Robin Turner has not placed her mental condition ‘in controversy’ within the meaning of Rule 35(a) of the Federal Rules of Civil Procedure by claiming damages for ‘humiliation, mental anguish, and emotional distress.’ Turner has not brought a cause of action for either intentional  or negligent infliction of emotional distress; she has not alleged that she suffers from specific psychiatric injury or disorder as a result of the defendants’ conduct; she does not claim to suffer from  unusually severe emotional distress; and she does not concede that her mental condition is ‘in controversy’.

Rather, she merely claims damages for emotional distress which she says that she suffered as a result of the defendants’ actions alleged in her complaint. This Court is unwilling to set a precedent requiring a party to undergo an independent psychiatric examination merely because the party claims damages for emotional distress in her complaint.

Turner  at 98.

Footnote 4 in the opinion speaks volumes to the Defendant’s attempt here to wrongfully delve into the Plaintiff’s mental health records and reads: “ ‘ …Sweeping examinations of a party who has not affirmatively put into issue [her] own mental …condition are not to be automatically ordered merely because the person’ has made a claim of emotional distress…‘ To hold otherwise would mean that such examinations could be ordered routinely in cases where there is claim of damages for emotional distress.’” Turner at 97.
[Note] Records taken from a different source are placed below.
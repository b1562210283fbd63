//! Path segment variants

// ---------------------------------------------------------------------------
// IMPORTS
// ---------------------------------------------------------------------------

// Internal
use crate::maths::{spline::Spline, RigidTransform2, Rotation2, Vector2};

// ---------------------------------------------------------------------------
// CONSTANTS
// ---------------------------------------------------------------------------

/// Parameter step used when estimating the arc length of a spline segment by
/// summing chord lengths.
const SPLINE_LENGTH_DT: f64 = 1.0e-4;

// ---------------------------------------------------------------------------
// DATA STRUCTURES
// ---------------------------------------------------------------------------

/// The state of a path at a point along a segment.
#[derive(Debug, Copy, Clone)]
pub struct SegmentState {
    /// Position of the point on the segment.
    pub position: Vector2,

    /// Direction of travel (tangent to the segment) at the point.
    pub heading: Rotation2,

    /// Curvature of the segment at the point (1/radius, 0 for lines).
    pub curvature: f64,
}

/// A straight line between two points.
#[derive(Debug, Clone, PartialEq)]
pub struct LineSegment {
    start: Vector2,
    end: Vector2,
}

/// A circular arc between two points about a centre.
#[derive(Debug, Clone, PartialEq)]
pub struct ArcSegment {
    center: Vector2,
    delta_start: Vector2,
    delta_end: Vector2,
    clockwise: bool,
}

/// A smooth curve defined by a parametric spline.
///
/// The arc length is estimated once at construction by sampling the spline at
/// a fixed parameter step and summing chord lengths. The estimate is frozen
/// and used for all arc-length lookups afterwards.
#[derive(Debug, Clone)]
pub struct SplineSegment {
    spline: Spline,
    derivative: Spline,
    second_derivative: Spline,
    length: f64,
}

/// A segment of a path.
///
/// `calculate` is defined over distances in `[0, length()]` only.
#[derive(Debug, Clone)]
pub enum PathSegment {
    Line(LineSegment),
    Arc(ArcSegment),
    Spline(SplineSegment),
}

// ---------------------------------------------------------------------------
// IMPLEMENTATIONS
// ---------------------------------------------------------------------------

impl LineSegment {
    pub fn new(start: Vector2, end: Vector2) -> Self {
        Self { start, end }
    }

    pub fn start(&self) -> Vector2 {
        self.start
    }

    pub fn end(&self) -> Vector2 {
        self.end
    }

    fn delta(&self) -> Vector2 {
        self.end - self.start
    }

    pub fn length(&self) -> f64 {
        self.delta().length()
    }

    pub fn position_at_percentage(&self, percentage: f64) -> Vector2 {
        self.start + self.delta().scale(percentage)
    }

    pub fn heading(&self) -> Rotation2 {
        self.delta().angle()
    }

    /// Split the line at its midpoint.
    pub fn subdivide(&self) -> (LineSegment, LineSegment) {
        let mid = self.position_at_percentage(0.5);
        (Self::new(self.start, mid), Self::new(mid, self.end))
    }

    /// Reflect the line across the x axis.
    pub fn mirror(&self) -> LineSegment {
        Self::new(
            self.start.multiply(&Vector2::new(1.0, -1.0)),
            self.end.multiply(&Vector2::new(1.0, -1.0)),
        )
    }
}

impl ArcSegment {
    pub fn new(start: Vector2, end: Vector2, center: Vector2) -> Self {
        let delta_start = start - center;
        let delta_end = end - center;

        Self {
            center,
            delta_start,
            delta_end,
            clockwise: delta_start.cross(&delta_end) <= 0.0,
        }
    }

    /// Construct an arc passing through three points.
    ///
    /// The centre is found by intersecting the perpendicular bisectors of the
    /// chords a->b and b->c. Collinear points have no finite centre and yield
    /// `None`.
    pub fn from_points(a: Vector2, b: Vector2, c: Vector2) -> Option<Self> {
        let chord_ab = LineSegment::new(a, b);
        let chord_bc = LineSegment::new(b, c);

        let perp_ab = RigidTransform2::new(
            chord_ab.position_at_percentage(0.5),
            chord_ab.heading().normal(),
        );
        let perp_bc = RigidTransform2::new(
            chord_bc.position_at_percentage(0.5),
            chord_bc.heading().normal(),
        );

        let center = perp_ab.intersection(&perp_bc);

        if !center.x.is_finite() || !center.y.is_finite() {
            return None;
        }

        Some(Self::new(a, c, center))
    }

    pub fn start(&self) -> Vector2 {
        self.center + self.delta_start
    }

    pub fn end(&self) -> Vector2 {
        self.center + self.delta_end
    }

    pub fn center(&self) -> Vector2 {
        self.center
    }

    pub fn radius(&self) -> f64 {
        self.delta_start.length()
    }

    pub fn curvature(&self) -> f64 {
        1.0 / self.delta_start.length()
    }

    fn arc_angle(&self) -> f64 {
        Vector2::angle_between(&self.delta_start, &self.delta_end).to_radians()
    }

    pub fn length(&self) -> f64 {
        self.delta_start.length() * self.arc_angle()
    }

    pub fn position_at_percentage(&self, percentage: f64) -> Vector2 {
        let delta_angle =
            self.arc_angle() * (if self.clockwise { -1.0 } else { 1.0 }) * percentage;
        self.center + self.delta_start.rotate_by(Rotation2::from_radians(delta_angle))
    }

    pub fn heading_at_percentage(&self, percentage: f64) -> Rotation2 {
        // The tangent is the radius vector rotated a quarter turn in the
        // direction of travel
        let angle = self.arc_angle() * (if self.clockwise { -1.0 } else { 1.0 }) * percentage
            + (if self.clockwise {
                -0.5 * std::f64::consts::PI
            } else {
                0.5 * std::f64::consts::PI
            });
        self.delta_start
            .rotate_by(Rotation2::from_radians(angle))
            .angle()
    }

    /// Split the arc at its angular midpoint.
    pub fn subdivide(&self) -> (ArcSegment, ArcSegment) {
        let mid = self.position_at_percentage(0.5);
        (
            Self::new(self.start(), mid, self.center),
            Self::new(mid, self.end(), self.center),
        )
    }

    /// Reflect the arc across the x axis.
    pub fn mirror(&self) -> ArcSegment {
        let flip = Vector2::new(1.0, -1.0);
        Self::new(
            self.start().multiply(&flip),
            self.end().multiply(&flip),
            self.center.multiply(&flip),
        )
    }
}

impl SplineSegment {
    pub fn new(spline: Spline) -> Self {
        // Estimate the arc length by summing chords at a fixed parameter step
        let mut length = 0.0;
        let mut p0 = spline.point(0.0);
        let steps = (1.0 / SPLINE_LENGTH_DT) as usize;
        for i in 1..=steps {
            let p1 = spline.point(i as f64 * SPLINE_LENGTH_DT);
            length += (p1 - p0).length();
            p0 = p1;
        }

        let derivative = spline.derivative();
        let second_derivative = derivative.derivative();

        Self {
            spline,
            derivative,
            second_derivative,
            length,
        }
    }

    pub fn spline(&self) -> &Spline {
        &self.spline
    }

    pub fn length(&self) -> f64 {
        self.length
    }

    pub fn calculate(&self, distance: f64) -> SegmentState {
        let t = distance / self.length;

        let d = self.derivative.point(t);
        let dd = self.second_derivative.point(t);

        SegmentState {
            position: self.spline.point(t),
            heading: Rotation2::from_direction(d.x, d.y),
            curvature: d.cross(&dd) / (d.dot(&d) * d.length()),
        }
    }
}

impl PathSegment {
    /// The arc length of the segment.
    pub fn length(&self) -> f64 {
        match self {
            PathSegment::Line(line) => line.length(),
            PathSegment::Arc(arc) => arc.length(),
            PathSegment::Spline(spline) => spline.length(),
        }
    }

    /// Evaluate the segment at a distance along it.
    pub fn calculate(&self, distance: f64) -> SegmentState {
        match self {
            PathSegment::Line(line) => SegmentState {
                position: line.position_at_percentage(distance / line.length()),
                heading: line.heading(),
                curvature: 0.0,
            },
            PathSegment::Arc(arc) => {
                let percentage = distance / arc.length();
                SegmentState {
                    position: arc.position_at_percentage(percentage),
                    heading: arc.heading_at_percentage(percentage),
                    curvature: arc.curvature(),
                }
            }
            PathSegment::Spline(spline) => spline.calculate(distance),
        }
    }

    /// The state at the start of the segment.
    pub fn start(&self) -> SegmentState {
        self.calculate(0.0)
    }

    /// The state at the end of the segment.
    pub fn end(&self) -> SegmentState {
        self.calculate(self.length())
    }
}

// ---------------------------------------------------------------------------
// TESTS
// ---------------------------------------------------------------------------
Judge Gawthrop in the case of Smith v. J. I. Case Corporation, 163 F.R.D. 229 (D.E.D.Pa.1995) perhaps captured best the trial tactics attempted by defendants who try to wrongfully access a plaintiff’s mental health records in a personal injury claim. The Plaintiff in Smith was injured by a backhoe and filed a products liability action against the manufacturer. Judge Gawthrop’s stern holding follows:

For the reasons discussed above, the court also determines that the defendant is not entitled to the plaintiff’s psychological records, with the exception of the records kept by the behavioral psychologists whose bills the plaintiff claims are compensable damages in this case. Any psychiatric disorders from which the plaintiff has suffered are not relevant to this case. Further, so long as the plaintiff does not claim that the psychological treatment for the ‘embarrassment’ which he suffers as a result of this injury is compensable, I shall not require him to provide defendant with records of therapy sessions in which he discussed this issue. Even if certain of these records are not privileged, which the defendant argues, they concern very private matters which I shall not order the plaintiff to divulge in the absence of evidence that they will lead to discovery of admissible evidence. The practice seems to be more and more in vogue of late for defendants to seek to partake of the in terrorem tactic of visiting upon a plaintiff a particularly intrusive incursion: examination by a psychiatrist, and other psychological delvings. Discovery has its virtues; trial by ambush has gone the way of copies by carbon paper. Procedural foreplay has become a cottage industry. Litigants now largely spend their time not in the courtroom battles, but in pretrial skirmishes – which is probably a good thing, as we hardly have enough courtrooms to contain today’s barristerial throngs. But is has been observed in some quarters that discovery has on occasion even been used as a delaying tactic, a procedural roadblock to trial. So also, some have suggested that it has been used in a way to harass and intimidate plaintiffs into dropping their lawsuits, rather that subjecting themselves to the gauntlet of pretrial probings. This squarely falls within that category and is not to be countenanced…. In cases such as this one  – your garden variety tort quest
for damages, to include pain and suffering – psychiatric examination should be the exception, not the rule.